The CSS shape() function enables us to more easily create complex paths, polygons and other shapes using a more human readable syntax using lines, arcs, and curves. It also allows much greater flexibility and responsiveness in the use of units than the CSS path() function.
.icon-plus {
clip-path: shape(
from calc(50% - 10%) 0,
hline to calc(50% + 10%),
vline to calc(50% - 10%),
hline to 100%,
vline to calc(50% + 10%),
hline to calc(50% + 10%),
vline to 100%,
hline to calc(50% - 10%),
vline to calc(50% + 10%),
hline to 0,
vline to calc(50% - 10%),
hline to calc(50% - 10%)
);
}About CSS shapes
There are several things that can be called “shapes” in CSS. There are CSS shapes that use the shape-outside and shape-margin properties, as well as shapes you can create using quirks in CSS like triangles, circles, dodecahedron, etc. While the shape() function can also provide the latter, it’s not used for drawing a shape (e.g. dodecahedrons) in the same way you may be used to thinking.
Currently, the only way to produce visible shapes with the shape() function is by using clip-path, meaning you have to create a cookie cutter, so to speak, and cut that cookie out from another element before you can see the shape. That said, there are many articles (even on CSS-Tricks) that reference creating shapes because once you have a cookie cutter, everything looks like a cookie… err… it’s easy to create those shapes, but understanding that there’s an intermediate step between creating the cookie cutter and seeing the shape it produces is an important part of understanding how shape() works and creating new shapes yourself.

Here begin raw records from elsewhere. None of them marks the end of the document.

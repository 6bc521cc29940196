use serde::{Deserialize, Serialize};
use std::collections::HashMap;

use crate::engine::ledger::LeaderboardScope;
use crate::models::TaskDisposition;

/// Data transfer object for marking a lesson completed
///
/// This struct is used to deserialize JSON requests for lesson completion.
#[derive(Deserialize, Debug)]
pub struct CompleteLessonDto {
    /// The ID of the student completing the lesson
    pub user_id: String,
}

/// Data transfer object for submitting a module pre-assessment
///
/// Answers are sparse: question index to chosen option index. Unanswered
/// questions simply score zero.
#[derive(Deserialize, Debug)]
pub struct SubmitPreAssessmentDto {
    /// The ID of the student attempting the test-out
    pub user_id: String,

    /// Chosen option index per question index
    pub answers: HashMap<usize, usize>,
}

/// Data transfer object for a direct XP grant
#[derive(Deserialize, Debug)]
pub struct AddXpDto {
    /// The amount of XP to credit, must be non-negative
    pub amount: i32,
}

/// Query parameters for the course accessibility view
#[derive(Deserialize, Debug)]
pub struct AccessibilityQuery {
    /// The ID of the student whose view to compute
    pub user_id: String,
}

/// Query parameters for the leaderboard
#[derive(Serialize, Deserialize, Debug, Default)]
#[serde(default)]
pub struct LeaderboardQuery {
    /// Which score column to rank by
    pub scope: LeaderboardScope,
}

/// Data transfer object for setting a student's task status
#[derive(Deserialize, Debug)]
pub struct SetTaskStatusDto {
    /// How the student disposed of the task
    pub disposition: TaskDisposition,
}
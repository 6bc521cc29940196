use crate::db::DbPool;
use crate::models::{DailyXpEntry, Degree, Role, StreakEntry, User};
use crate::schema::{daily_xp, streak_entries, users};
use anyhow::Result;
use chrono::NaiveDate;
use diesel::prelude::*;
use tracing::{debug, info, instrument};

/// Creates a new user account
///
/// ### Errors
///
/// Returns an error if the email is already taken (unique index) or the
/// insert fails.
#[instrument(skip(pool), fields(email = %email))]
pub fn create_user(
    pool: &DbPool,
    email: String,
    name: String,
    role: Role,
    degree: Degree,
    semester: i32,
) -> Result<User> {
    debug!("Creating new user");
    let conn = &mut pool.get()?;

    let new_user = User::new(email, name, role, degree, semester);

    diesel::insert_into(users::table)
        .values(new_user.clone())
        .execute(conn)?;

    info!("Created user with id: {}", new_user.get_id());
    Ok(new_user)
}

/// Retrieves a user by id, or None if absent
pub fn get_user(pool: &DbPool, user_id: &str) -> Result<Option<User>> {
    let conn = &mut pool.get()?;

    let result = users::table
        .find(user_id)
        .first::<User>(conn)
        .optional()?;

    Ok(result)
}

/// Deletes a user account
///
/// Dependent rows (progress, streak history, daily ledger, task tombstones)
/// go with it via foreign-key cascade.
#[instrument(skip(pool), fields(user_id = %user_id))]
pub fn delete_user(pool: &DbPool, user_id: &str) -> Result<()> {
    let conn = &mut pool.get()?;

    diesel::delete(users::table.find(user_id)).execute(conn)?;

    info!("Deleted user {}", user_id);
    Ok(())
}

/// Lists all students matching an eligibility predicate
///
/// The predicate is `semester == s && degree IN programs`, evaluated against
/// current data; admins never match.
pub fn list_students_matching(pool: &DbPool, semester: i32, programs: &[Degree]) -> Result<Vec<User>> {
    let conn = &mut pool.get()?;

    let results = users::table
        .filter(users::role.eq(Role::Student))
        .filter(users::semester.eq(semester))
        .filter(users::degree.eq_any(programs.iter().copied()))
        .load::<User>(conn)?;

    Ok(results)
}

/// Advances the user's streak if no activity has been recorded today
///
/// Single guarded UPDATE: the `last_study_date IS NULL OR < day` condition
/// makes a same-day repeat a no-op, and two concurrent calls cannot both
/// increment because the second one no longer matches the guard.
///
/// ### Returns
///
/// `true` if the streak advanced, `false` if today was already recorded.
#[instrument(skip(pool), fields(user_id = %user_id, day = %day))]
pub fn advance_streak_guarded(pool: &DbPool, user_id: &str, day: NaiveDate) -> Result<bool> {
    let conn = &mut pool.get()?;

    let updated = diesel::update(
        users::table
            .filter(users::id.eq(user_id))
            .filter(users::last_study_date.is_null().or(users::last_study_date.lt(day))),
    )
    .set((
        users::streak_days.eq(users::streak_days + 1),
        users::last_study_date.eq(day),
    ))
    .execute(conn)?;

    debug!("Streak advance affected {} row(s)", updated);
    Ok(updated > 0)
}

/// Appends a calendar day to the user's streak history (add-to-set)
pub fn record_streak_day(pool: &DbPool, user_id: &str, day: NaiveDate) -> Result<()> {
    let conn = &mut pool.get()?;

    diesel::insert_into(streak_entries::table)
        .values(StreakEntry::new(user_id, day))
        .on_conflict_do_nothing()
        .execute(conn)?;

    Ok(())
}

/// Checks whether a calendar day is present in the streak history
pub fn has_streak_day(pool: &DbPool, user_id: &str, day: NaiveDate) -> Result<bool> {
    let conn = &mut pool.get()?;

    let count: i64 = streak_entries::table
        .filter(streak_entries::user_id.eq(user_id))
        .filter(streak_entries::day.eq(day))
        .count()
        .get_result(conn)?;

    Ok(count > 0)
}

/// All recorded activity days for a user, oldest first
pub fn get_streak_history(pool: &DbPool, user_id: &str) -> Result<Vec<NaiveDate>> {
    let conn = &mut pool.get()?;

    let days = streak_entries::table
        .filter(streak_entries::user_id.eq(user_id))
        .order_by(streak_entries::day.asc())
        .select(streak_entries::day)
        .load::<NaiveDate>(conn)?;

    Ok(days)
}

/// Credits XP to the lifetime, weekly, and per-day ledgers together
///
/// The lifetime/weekly increments are in-place (`xp = xp + ?`) so concurrent
/// credits cannot lose an update; the per-day entry is upserted in the same
/// transaction so the daily ledger can never under-count a credited amount.
#[instrument(skip(pool), fields(user_id = %user_id, amount = %amount, day = %day))]
pub fn credit_xp(pool: &DbPool, user_id: &str, amount: i32, day: NaiveDate) -> Result<()> {
    let conn = &mut pool.get()?;

    conn.transaction::<_, anyhow::Error, _>(|conn| {
        diesel::update(users::table.find(user_id))
            .set((
                users::xp.eq(users::xp + amount),
                users::weekly_xp.eq(users::weekly_xp + amount),
            ))
            .execute(conn)?;

        diesel::insert_into(daily_xp::table)
            .values(DailyXpEntry::new(user_id, day, amount))
            .on_conflict((daily_xp::user_id, daily_xp::day))
            .do_update()
            .set(daily_xp::amount.eq(daily_xp::amount + amount))
            .execute(conn)?;

        Ok(())
    })?;

    debug!("Credited {} XP", amount);
    Ok(())
}

/// XP earned on a given calendar day, or None if no entry exists
pub fn get_daily_xp(pool: &DbPool, user_id: &str, day: NaiveDate) -> Result<Option<i32>> {
    let conn = &mut pool.get()?;

    let amount = daily_xp::table
        .filter(daily_xp::user_id.eq(user_id))
        .filter(daily_xp::day.eq(day))
        .select(daily_xp::amount)
        .first::<i32>(conn)
        .optional()?;

    Ok(amount)
}

/// Top students by weekly XP, highest first
pub fn top_students_by_weekly_xp(pool: &DbPool, limit: i64) -> Result<Vec<User>> {
    let conn = &mut pool.get()?;

    let results = users::table
        .filter(users::role.eq(Role::Student))
        .order_by(users::weekly_xp.desc())
        .limit(limit)
        .load::<User>(conn)?;

    Ok(results)
}

/// Top students by lifetime XP, highest first
pub fn top_students_by_lifetime_xp(pool: &DbPool, limit: i64) -> Result<Vec<User>> {
    let conn = &mut pool.get()?;

    let results = users::table
        .filter(users::role.eq(Role::Student))
        .order_by(users::xp.desc())
        .limit(limit)
        .load::<User>(conn)?;

    Ok(results)
}

/// Applies a promotion to the user's academic profile
///
/// Bumps the semester, stamps the promotion date, and resets the weekly
/// counter. Progress cleanup and group resync are the caller's job
/// (`engine::eligibility::promote_student`).
#[instrument(skip(pool), fields(user_id = %user_id, new_semester = %new_semester))]
pub fn apply_promotion(
    pool: &DbPool,
    user_id: &str,
    new_semester: i32,
    promotion_date: NaiveDate,
) -> Result<()> {
    let conn = &mut pool.get()?;

    diesel::update(users::table.find(user_id))
        .set((
            users::semester.eq(new_semester),
            users::last_promotion_date.eq(promotion_date),
            users::weekly_xp.eq(0),
        ))
        .execute(conn)?;

    info!("Promoted user {} to semester {}", user_id, new_semester);
    Ok(())
}

/// Changes a user's degree program
///
/// Group resync is the caller's job (`engine::eligibility::sync_student_groups`).
#[instrument(skip(pool), fields(user_id = %user_id))]
pub fn set_user_degree(pool: &DbPool, user_id: &str, degree: Degree) -> Result<()> {
    let conn = &mut pool.get()?;

    diesel::update(users::table.find(user_id))
        .set(users::degree.eq(degree))
        .execute(conn)?;

    info!("Changed degree for user {}", user_id);
    Ok(())
}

You can also use the shape() function with the offset-path property to animate an element along that path, but that doesn’t produce a visible shape. In the future, you’ll be able to use it anywhere that requires a CSS basic shape primitive, but, as of this writing, clip-path and offset-path are it.
Basic usage
Let’s start by cutting out a round-ish cookie using clip-path:
<div class="cookie"></div>.cookie {
background-color: #C28365;
width: 200px;
height: 200px;
clip-path: shape(
from 100px 10px,
curve to 190px 100px with 190px 10px,
curve to 100px 190px with 190px 190px,
curve to 10px 100px with 10px 190px,
curve to 100px 10px with 10px 10px,
close
);
}
We can also use the shape() function on an offset path to create an animation. Let’s animate the cookie along its own path:
.cookie {
background-color: #c28365;
width: 200px;
height: 200px;
/* Cuts the shape out of the element */
clip-path: shape(
from 100px 10px,
curve to 190px 100px with 190px 10px,
curve to 100px 190px with 190px 190px,
curve to 10px 100px with 10px 190px,
curve to 100px 10px with 10px 10px,
close
);
/* Defines the animated path */
offset-path: shape(
from 100px 10px,
curve to 190px 100px with 190px 10px,
curve to 100px 190px with 190px 190px,
curve to 10px 100px with 10px 190px,
curve to 100px 10px with 10px 10px,
close
);
offset-distance: 0;
/* Applies the animation */
animation: cookie-path 10s linear infinite;
}
/* Defines the animation */
@keyframes cookie-path {
from { offset-distance: 0; }
to { offset-distance: 100%; }
}Here’s a video showing the result in case your browser doesn’t support shape() just yet:
We’ll use the clip-path property in examples because it’s much easier to visualize how the shape() function works with it than with offset-path. But the shape() function works the same with both CSS properties, just one is for motion.
Keywords
The shape() function accepts a number of keywords used to define where and how shapes are drawn.
Fill rule
The first keyword in the shape() function (which was omitted from the above examples because it’s optional) is the “fill” rule. This tells the browser how to fill the shape with color. There are two options: nonzero and evenodd (the same as in SVG). In most shapes, they work the same, however, when a shape overlaps itself or has overlapping shapes, the algorithms differ on what they fill with color and what they don’t.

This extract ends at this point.